SEATTLE--When an expectant mom goes into labor, studies show having a doula in the room improves the outcome. But many women don't know what a doula is or where to find one.
Doulas are like a birth coach, providing moms-to-be with emotional and physical support before, during and after delivery. Swedish Medical Center just added 27 doulas to the staff, becoming the first in the state with its own paid, hospital based program. They expect it to lead to a drop in cesarean sections and the use of labor inducing drugs.
"The difference is huge," said Dr. Tanya Sorensen. As Swedish's Executive Director for Women's Services, she's been part of the effort to bring doulas on staff. "My own specialty is high risk obstetrics, and I think it's even more telling in those situations where there's somebody there who's completely focused on the patient and her experience as opposed to the medical part."
First time parents Clayton and Sara Kisko knew how they wanted to bring their son into the world, with music, candles, and a relaxed atmosphere. Six weeks before he was due, Xander threw that birth plan out the window.
"It was a very chaotic, crazy whirlwind situation," Sara said. She had preeclampsia and needed an emergency C-section. The couple said having doulas with them, kept them from being scared.
"It felt like things slowed down and we were able to take it in and because of it, we remember it fondly," Clayton said. "I don't know how we could have done it without them."
"To have somebody there to help you through contractions, to decipher what the doctor's saying and just to make you feel like you are part of your birth," Sara said.

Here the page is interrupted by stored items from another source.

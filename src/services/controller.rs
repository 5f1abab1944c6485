// src/services/controller.rs

//! Command handling for the aggregator.
//!
//! Accepts `START_AGGREGATION` and `CLEAR_DATA`. A started run proceeds in
//! the background; the command is answered as soon as it is accepted.

use std::sync::Arc;
use std::sync::atomic::{AtomicBool, Ordering};

use serde::{Deserialize, Serialize};
use serde_json::json;
use tokio::sync::Mutex;
use tokio::task::JoinHandle;

use crate::error::AppError;
use crate::models::{AggregatedSnapshot, PortalConfig, RunStatus};
use crate::pipeline::AggregationEngine;
use crate::services::reporter::StatusReporter;
use crate::storage::{self, KeyValueStore};

/// A command sent to the controller.
#[derive(Debug, Clone, Copy, PartialEq, Eq, Serialize, Deserialize)]
#[serde(tag = "type", rename_all = "SCREAMING_SNAKE_CASE")]
pub enum Command {
    StartAggregation,
    ClearData,
}

impl Command {
    pub fn name(&self) -> &'static str {
        match self {
            Command::StartAggregation => "START_AGGREGATION",
            Command::ClearData => "CLEAR_DATA",
        }
    }
}

#[derive(Debug, Clone, Copy, PartialEq, Eq, Serialize, Deserialize)]
#[serde(rename_all = "lowercase")]
pub enum ResponseStatus {
    Ok,
    Error,
}

/// Immediate answer to a [`Command`].
#[derive(Debug, Clone, PartialEq, Eq, Serialize, Deserialize)]
pub struct Response {
    pub status: ResponseStatus,
    pub message: String,
}

impl Response {
    pub fn ok(message: impl Into<String>) -> Self {
        Self {
            status: ResponseStatus::Ok,
            message: message.into(),
        }
    }

    pub fn error(message: impl Into<String>) -> Self {
        Self {
            status: ResponseStatus::Error,
            message: message.into(),
        }
    }

    pub fn is_ok(&self) -> bool {
        self.status == ResponseStatus::Ok
    }
}

/// Clears the running flag when the run ends, however it ends.
struct RunGuard(Arc<AtomicBool>);

impl RunGuard {
    fn acquire(flag: &Arc<AtomicBool>) -> Option<Self> {
        flag.compare_exchange(false, true, Ordering::SeqCst, Ordering::SeqCst)
            .ok()
            .map(|_| Self(Arc::clone(flag)))
    }
}

impl Drop for RunGuard {
    fn drop(&mut self) {
        self.0.store(false, Ordering::SeqCst);
    }
}

/// Dispatches commands to the engine and the store.
pub struct Controller {
    engine: Arc<AggregationEngine>,
    store: Arc<dyn KeyValueStore>,
    reporter: StatusReporter,
    portal: PortalConfig,
    running: Arc<AtomicBool>,
    task: Mutex<Option<JoinHandle<()>>>,
}

impl Controller {
    /// Events are logged through the engine's reporter, so both sides
    /// append to the one log without losing entries.
    pub fn new(
        engine: Arc<AggregationEngine>,
        store: Arc<dyn KeyValueStore>,
        portal: PortalConfig,
    ) -> Self {
        Self {
            reporter: engine.reporter().clone(),
            engine,
            store,
            portal,
            running: Arc::new(AtomicBool::new(false)),
            task: Mutex::new(None),
        }
    }

    pub fn is_running(&self) -> bool {
        self.running.load(Ordering::SeqCst)
    }

    /// Handle one command.
    pub async fn handle(&self, command: Command) -> Response {
        self.reporter
            .info("MESSAGE_RECEIVED", json!({ "type": command.name() }))
            .await;
        match command {
            Command::StartAggregation => self.start_aggregation().await,
            Command::ClearData => self.clear_data().await,
        }
    }

    async fn start_aggregation(&self) -> Response {
        let Some(guard) = RunGuard::acquire(&self.running) else {
            self.reporter
                .warn("RUN_REJECTED_ALREADY_RUNNING", json!({}))
                .await;
            return Response::error(AppError::AlreadyRunning.to_string());
        };

        let url = match self.engine.current_url().await {
            Ok(url) => url,
            Err(e) => return Response::error(e.to_string()),
        };
        if !self.portal.is_portal_page(&url) {
            self.reporter
                .error("NOT_ON_PORTAL_PAGE", json!({ "url": url }))
                .await;
            self.reporter
                .set_status(RunStatus::error(format!(
                    "Please open {} before syncing",
                    self.portal.base_url
                )))
                .await;
            return Response::error(AppError::NotOnPortal { url }.to_string());
        }

        let engine = Arc::clone(&self.engine);
        let handle = tokio::spawn(async move {
            let _guard = guard;
            if let Err(e) = engine.run().await {
                log::error!("Aggregation run failed: {}", e);
            }
        });
        *self.task.lock().await = Some(handle);

        Response::ok("Aggregation process started.")
    }

    async fn clear_data(&self) -> Response {
        if self.is_running() {
            return Response::error("Cannot clear data while a sync is running");
        }

        match storage::save_snapshot(self.store.as_ref(), &AggregatedSnapshot::empty()).await {
            Ok(()) => {
                self.reporter.info("LOCAL_DATA_CLEARED", json!({})).await;
                self.reporter
                    .set_status(RunStatus::idle("Data cleared. Ready to sync."))
                    .await;
                Response::ok("Data cleared.")
            }
            Err(e) => {
                self.reporter
                    .error("CLEAR_DATA_FAILED", json!({ "error": e.to_string() }))
                    .await;
                Response::error(e.to_string())
            }
        }
    }

    /// Wait for the background run, if any, to finish.
    pub async fn wait_idle(&self) {
        let handle = self.task.lock().await.take();
        if let Some(handle) = handle {
            if let Err(e) = handle.await {
                log::error!("Aggregation task ended abnormally: {}", e);
            }
        }
    }
}

#[cfg(test)]
mod tests {
    use super::*;
    use crate::models::{Config, StatusName};
    use crate::services::reporter::load_logs;
    use crate::storage::{MemoryStorage, load_snapshot, load_status, set_one};
    use crate::testing::FakeSite;

    const LANDING_URL: &str = "https://bb.test/webapps/portal/execute/tabs";

    fn config() -> Config {
        let mut config = Config::default();
        config.portal.base_url = "https://bb.test/".to_string();
        config
    }

    fn controller(site: FakeSite, store: Arc<MemoryStorage>) -> Controller {
        let config = config();
        let engine = AggregationEngine::new(Arc::new(site), store.clone(), &config).unwrap();
        Controller::new(Arc::new(engine), store, config.portal)
    }

    fn landing_site() -> FakeSite {
        FakeSite::new(LANDING_URL)
            .page(
                LANDING_URL,
                r#"<div id="module:_3_1"><ul class="courseListing">
                     <li><a href="/course/c1?type=Course">C1</a></li>
                   </ul></div>"#,
            )
            .page(
                "https://bb.test/course/c1?type=Course",
                r#"<div id="whatsNewView"><ul class="blockGroups">
                     <li id="block::CO-1"><ul class="itemGroups">
                       <li id="o1"><span><a href="/doc">Week 1</a></span></li>
                     </ul></li>
                   </ul></div>"#,
            )
    }

    #[test]
    fn test_command_wire_format() {
        let command: Command = serde_json::from_str(r#"{"type":"START_AGGREGATION"}"#).unwrap();
        assert_eq!(command, Command::StartAggregation);
        assert_eq!(
            serde_json::to_value(Command::ClearData).unwrap(),
            json!({"type": "CLEAR_DATA"})
        );
        assert_eq!(
            serde_json::to_value(Response::ok("x")).unwrap(),
            json!({"status": "ok", "message": "x"})
        );
    }

    #[tokio::test(start_paused = true)]
    async fn test_start_runs_in_background() {
        let store = Arc::new(MemoryStorage::new());
        let controller = controller(landing_site(), store.clone());

        let response = controller.handle(Command::StartAggregation).await;
        assert!(response.is_ok());
        controller.wait_idle().await;

        assert!(!controller.is_running());
        let snapshot = load_snapshot(store.as_ref()).await.unwrap();
        assert_eq!(snapshot.others[0].title, "Week 1");
    }

    #[tokio::test(start_paused = true)]
    async fn test_controller_and_run_share_one_log() {
        let store = Arc::new(MemoryStorage::new());
        let controller = controller(landing_site(), store.clone());

        controller.handle(Command::StartAggregation).await;
        controller.wait_idle().await;

        let events: Vec<_> = load_logs(store.as_ref())
            .await
            .unwrap()
            .into_iter()
            .map(|e| e.event)
            .collect();
        assert_eq!(events.first().map(String::as_str), Some("MESSAGE_RECEIVED"));
        assert!(events.iter().any(|e| e == "RUN_AGGREGATION_START"));
        assert!(events.iter().any(|e| e == "AGGREGATION_COMPLETE"));
    }

    #[tokio::test(start_paused = true)]
    async fn test_second_start_is_rejected_while_running() {
        let store = Arc::new(MemoryStorage::new());
        let controller = controller(landing_site(), store.clone());

        assert!(controller.handle(Command::StartAggregation).await.is_ok());
        let second = controller.handle(Command::StartAggregation).await;
        let clear = controller.handle(Command::ClearData).await;
        controller.wait_idle().await;

        assert_eq!(second.status, ResponseStatus::Error);
        assert_eq!(clear.status, ResponseStatus::Error);
        assert!(controller.handle(Command::StartAggregation).await.is_ok());
        controller.wait_idle().await;
    }

    #[tokio::test]
    async fn test_start_refused_off_portal() {
        let store = Arc::new(MemoryStorage::new());
        let controller = controller(FakeSite::new("https://elsewhere.test/"), store.clone());

        let response = controller.handle(Command::StartAggregation).await;
        assert_eq!(response.status, ResponseStatus::Error);
        assert!(!controller.is_running());

        let status = load_status(store.as_ref()).await.unwrap();
        assert_eq!(status.name, StatusName::Error);
    }

    #[tokio::test]
    async fn test_clear_data_resets_snapshot() {
        let store = Arc::new(MemoryStorage::new());
        set_one(
            store.as_ref(),
            storage::AGGREGATED_DATA,
            json!({"courses": ["Math"], "others": [{"course": "Math", "title": "x"}]}),
        )
        .await
        .unwrap();
        let controller = controller(landing_site(), store.clone());

        let response = controller.handle(Command::ClearData).await;
        assert!(response.is_ok());

        let snapshot = load_snapshot(store.as_ref()).await.unwrap();
        assert_eq!(snapshot, AggregatedSnapshot::empty());
        assert_eq!(
            storage::get_one(store.as_ref(), storage::AGGREGATED_DATA)
                .await
                .unwrap(),
            Some(json!({
                "announcements": [], "assignments": [], "others": [],
                "courses": [], "lastUpdated": null
            }))
        );
        let status = load_status(store.as_ref()).await.unwrap();
        assert_eq!(status.name, StatusName::Idle);
    }
}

Trina Williams is one of the new doulas at Swedish. "It'll be a good example for other hospitals around the country to see it's a benefit and not a hindrance," Williams said. She's already worked two births, including a teenage mother. "Her family was there, but she needed someone who was there for her," Williams sadi. "Everyone else in the room was emotional, excited, figuring out what was going on. So I was able to be there to comfort her, ease her anxiety about the situation."
If the Kiskos become second time parents, they say they'll definitely stick to at least one part of the birth plan - having their doulas.
"Can we tell how much we love them both, so much? I love them," Sara said.
Doula services range from $500 to $2,000 at Swedish, depending on experience. Parents can also still bring their own outside doula to a birth.